• Assigned task
Output all the entries below. Each must match exactly.

[Stored data entries]

==========

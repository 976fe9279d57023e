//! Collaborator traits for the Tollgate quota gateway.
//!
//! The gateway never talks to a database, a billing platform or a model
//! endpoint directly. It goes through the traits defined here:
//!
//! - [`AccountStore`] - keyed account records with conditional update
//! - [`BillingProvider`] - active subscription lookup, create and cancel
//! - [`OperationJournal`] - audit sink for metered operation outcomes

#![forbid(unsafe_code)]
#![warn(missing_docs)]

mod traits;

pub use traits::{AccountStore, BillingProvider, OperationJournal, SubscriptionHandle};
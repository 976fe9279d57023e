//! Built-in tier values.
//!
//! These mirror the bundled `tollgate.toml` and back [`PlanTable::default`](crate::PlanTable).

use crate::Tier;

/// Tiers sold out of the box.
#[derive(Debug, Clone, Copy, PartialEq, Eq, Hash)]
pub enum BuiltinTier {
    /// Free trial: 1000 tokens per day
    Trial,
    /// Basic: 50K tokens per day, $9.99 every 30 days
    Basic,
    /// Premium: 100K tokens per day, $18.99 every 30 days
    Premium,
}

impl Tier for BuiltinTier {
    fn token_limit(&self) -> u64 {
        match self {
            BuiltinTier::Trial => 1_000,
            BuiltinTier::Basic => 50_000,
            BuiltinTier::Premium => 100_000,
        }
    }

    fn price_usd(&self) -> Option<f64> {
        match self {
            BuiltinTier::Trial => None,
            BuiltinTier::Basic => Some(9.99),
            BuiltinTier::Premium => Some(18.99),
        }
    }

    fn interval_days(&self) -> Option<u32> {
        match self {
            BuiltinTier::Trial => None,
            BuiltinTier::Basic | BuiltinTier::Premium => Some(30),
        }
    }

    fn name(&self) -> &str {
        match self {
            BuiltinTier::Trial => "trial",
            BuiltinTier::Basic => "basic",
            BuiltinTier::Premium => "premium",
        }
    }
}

==========

• Exercise output
repository 976fe9279d57023e
//! Collaborator traits for the Tollgate quota gateway.
//!
//! The gateway never talks to a database, a billing platform or a model
//! endpoint directly. It goes through the traits defined here:
//!
//! - [`AccountStore`] - keyed account records with conditional update
//! - [`BillingProvider`] - active subscription lookup, create and cancel
//! - [`OperationJournal`] - audit sink for metered operation outcomes

#![forbid(unsafe_code)]
#![warn(missing_docs)]

mod traits;

pub use traits::{AccountStore, BillingProvider, OperationJournal, SubscriptionHandle};
repository 976fe9279d57023e
//! Built-in tier values.
//!
//! These mirror the bundled `tollgate.toml` and back [`PlanTable::default`](crate::PlanTable).

use crate::Tier;

/// Tiers sold out of the box.
#[derive(Debug, Clone, Copy, PartialEq, Eq, Hash)]
pub enum BuiltinTier {
    /// Free trial: 1000 tokens per day
    Trial,
    /// Basic: 50K tokens per day, $9.99 every 30 days
    Basic,
    /// Premium: 100K tokens per day, $18.99 every 30 days
    Premium,
}

impl Tier for BuiltinTier {
    fn token_limit(&self) -> u64 {
        match self {
            BuiltinTier::Trial => 1_000,
            BuiltinTier::Basic => 50_000,
            BuiltinTier::Premium => 100_000,
        }
    }

    fn price_usd(&self) -> Option<f64> {
        match self {
            BuiltinTier::Trial => None,
            BuiltinTier::Basic => Some(9.99),
            BuiltinTier::Premium => Some(18.99),
        }
    }

    fn interval_days(&self) -> Option<u32> {
        match self {
            BuiltinTier::Trial => None,
            BuiltinTier::Basic | BuiltinTier::Premium => Some(30),
        }
    }

    fn name(&self) -> &str {
        match self {
            BuiltinTier::Trial => "trial",
            BuiltinTier::Basic => "basic",
            BuiltinTier::Premium => "premium",
        }
    }
}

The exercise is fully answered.